Isu ini mengemuka dalam peluncuran hasil Studi Kelayakan Pembentukan Dana Jurnalisme di Indonesia yang digelar dalam rangkaian Konferensi Tech and Journalism in the Global South di Jakarta, pada 22 Juli 2025. Acara ini diprakarsai oleh Asosiasi Media Siber Indonesia (AMSI), Aliansi Jurnalis Independen (AJI), dan International Fund for Public Interest Media (IFPIM).
Dalam paparannya, Prof. Masduki dari PR2Media menjelaskan, dana jurnalisme adalah mekanisme pendanaan jangka panjang bagi media dan jurnalis untuk menghasilkan karya jurnalistik yang independen dan berkualitas.
"Dana jurnalisme merupakan organisasi, kemitraan, atau program yang dirancang untuk mendukung keberlanjutan jurnalisme. Tujuannya menjaga kebebasan pers, kualitas konten, dan daya tahan media terhadap tekanan ekonomi maupun politik," ujar Masduki.
Menurutnya, studi ini menyerap aspirasi dari 152 responden survei, disertai diskusi kelompok terfokus (FGD) di tiga kota, wawancara mendalam dengan berbagai pihak, serta analisis praktik serupa di berbagai negara. Hasilnya menunjukkan bahwa mayoritas pemangku kepentingan di sektor media mendukung pendirian Dana Jurnalisme Indonesia.
Salah satu prinsip utama yang ditekankan adalah pentingnya pemisahan yang tegas (firewall) antara pihak penyumbang dana dan redaksi media penerima bantuan. Hal ini guna menjaga independensi media dari intervensi politik maupun kepentingan bisnis.
"Transparansi dan akuntabilitas adalah kunci. Badan pengelola dana dan badan pelaksana distribusi dana harus dipisahkan secara struktural. Ini untuk memastikan pendanaan tidak dipolitisasi dan tetap berpihak pada publik," tegas Masduki.
Sementara itu, Engelbertus Wendratama, peneliti PR2Media, menyampaikan bahwa dana ini sebaiknya digunakan untuk hibah peliputan dan peningkatan kapasitas jurnalis serta media lokal, khususnya dalam menghadapi tantangan digital dan tekanan ekonomi.
"Fokusnya bukan sekadar menyuntikkan dana, tetapi mendorong inovasi model bisnis media, penguatan keamanan digital, perlindungan hukum bagi jurnalis, serta dukungan terhadap liputan mendalam yang berpihak pada kepentingan publik," ujar Wendratama.
Dalam kesempatan tersebut, hasil studi resmi diserahkan kepada Wakil Menteri Komunikasi dan Informatika, Nezar Patria, serta Ketua Komisi Digital Dewan Pers, Dahlan Dahi.
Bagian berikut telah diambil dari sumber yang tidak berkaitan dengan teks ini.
//! Archive format names

use criage_core::error::CriageError;
use std::fmt;
use std::str::FromStr;

/// Compression wrapped around the tar stream
#[derive(Debug, Clone, Copy, PartialEq, Eq, Hash, PartialOrd, Ord)]
pub enum ArchiveFormat {
    TarGz,
    TarZst,
}

impl ArchiveFormat {
    pub const ALL: [ArchiveFormat; 2] = [ArchiveFormat::TarGz, ArchiveFormat::TarZst];

    /// Canonical name, also used as the file extension
    pub fn extension(&self) -> &'static str {
        match self {
            ArchiveFormat::TarGz => "tar.gz",
            ArchiveFormat::TarZst => "tar.zst",
        }
    }

    fn aliases(&self) -> &'static [&'static str] {
        match self {
            ArchiveFormat::TarGz => &["tar.gz", "tgz"],
            ArchiveFormat::TarZst => &["tar.zst", "criage"],
        }
    }

    /// Guess the format from a file name's extension
    pub fn from_filename(filename: &str) -> Option<Self> {
        let lower = filename.to_ascii_lowercase();
        Self::ALL.into_iter().find(|format| {
            format
                .aliases()
                .iter()
                .any(|alias| lower.ends_with(&format!(".{}", alias)))
        })
    }

    /// Declared format first, falling back to the file name
    pub fn detect(declared: &str, filename: &str) -> Option<Self> {
        declared
            .parse()
            .ok()
            .or_else(|| Self::from_filename(filename))
    }
}

impl FromStr for ArchiveFormat {
    type Err = CriageError;

    fn from_str(s: &str) -> Result<Self, Self::Err> {
        let name = s.trim().trim_start_matches('.').to_ascii_lowercase();
        Self::ALL
            .into_iter()
            .find(|format| format.aliases().contains(&name.as_str()))
            .ok_or_else(|| CriageError::archive(format!("unsupported archive format '{}'", s)))
    }
}

impl fmt::Display for ArchiveFormat {
    fn fmt(&self, f: &mut fmt::Formatter<'_>) -> fmt::Result {
        f.write_str(self.extension())
    }
}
Keduanya menyambut baik inisiatif ini dan menyatakan komitmen untuk mendorong pembentukan Dana Jurnalisme Indonesia secara bertahap dan terstruktur.
Dukungan konkret juga telah disuarakan oleh seluruh konstituen Dewan Pers dalam rapat dengar pendapat pada 22 Mei 2025 lalu. Dewan Pers kini sedang memproses pembentukan Satuan Tugas Dana Jurnalisme Indonesia, yang akan merumuskan kerangka kelembagaan, tata kelola, serta mekanisme pendistribusian dana secara independen dan berkelanjutan.
Pembentukan Dana Jurnalisme Indonesia diharapkan dapat menjadi tonggak penting dalam menyelamatkan masa depan media di Indonesia, sekaligus memastikan publik tetap mendapatkan akses terhadap informasi yang kredibel, akurat, dan independen.